To challenge this assumption, we manipulated the carbon balance of Norway spruce (Picea abies) by progressively reducing atmospheric CO2 concentrations ([CO2]) from 400 ppm (control) to 120 ppm and further to 50 ppm, where trees go into negative carbon balance. Using flux measurements, isotopic tracing, targeted metabolomics and transcriptomics, we investigated how limitation of source supply influences carbon allocation to growth and carbon storage, and their molecular regulation in Norway spruce (Picea abies) clones.

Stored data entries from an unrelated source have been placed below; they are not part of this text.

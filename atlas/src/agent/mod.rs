//! Agents: named provider configurations with a system prompt and tools.
//!
//! - [`AgentDefinition`] describes an agent; [`Agent`] builds one at runtime.
//! - [`AgentRegistry`] stores definitions by key.
//! - [`PendingAgentRequest`] configures one call and runs it through the
//!   [`AgentExecutor`].
//! - [`SystemPromptBuilder`] interpolates prompt templates and appends
//!   sections.
//!
//! ```rust,ignore
//! atlas.agents().register(
//!     Agent::new("support")
//!         .system_prompt("You help {user_name}.")
//!         .tool("lookup_order"),
//! )?;
//!
//! let response = atlas
//!     .agent("support")?
//!     .with_variable("user_name", "Ada")
//!     .chat("Where is order 42?")
//!     .await?;
//! println!("{}", response.text());
//! ```

mod definition;
mod executor;
mod prompt;
mod registry;
mod request;
mod response;
mod runner;

pub use definition::{Agent, AgentDefinition, SharedAgent, key_from_type_name};
pub use executor::{
    AgentExecution, AgentExecutor, AgentFailure, ExecutionOptions, StreamChunkPayload,
};
pub use prompt::{SystemPromptBuilder, SystemPromptPayload, interpolate};
pub use registry::AgentRegistry;
pub use request::PendingAgentRequest;
pub use response::{AgentResponse, ExecutionMode};

pub(crate) use runner::StepRunner;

Our results show that under reducing C supply, NSCs were initially mobilized to support respiration, growth and defense. However, after reducing CO2 to 120 ppm (i.e. carbon compensation point) and 50 ppm (i.e. negative carbon balance), trees preferentially maintain operational levels of NSC (ca. 45% and 25% of control) with constant incorporation of newly-assimilated carbon, while reducing growth and then respiration activities. Molecular evidence shows that photosynthesis (e.g. light reactions) and growth (e.g. cellulose synthesis) are downregulated while sucrose and starch biosynthesis pathways are upregulated under negative carbon balance, supporting that trees prioritize carbon allocation to storage over growth. Moreover, trees under negative carbon balance actively increase the turnover rate of starch, lipids and amino acids, most likely to ensure basal respiration (TCA cycle) and mitigate stress.
Our experiment provides mechanistic evidence that trees faced with severe photosynthetic limitation strategically regulate storage allocation and consumption to ensure survival at the expense of growth. Understanding such allocation strategies is crucial for assessing and predicting how trees may respond to extreme events involving steep declines in photosynthesis, like severe drought, or defoliation by heat waves, late frost or insect attack.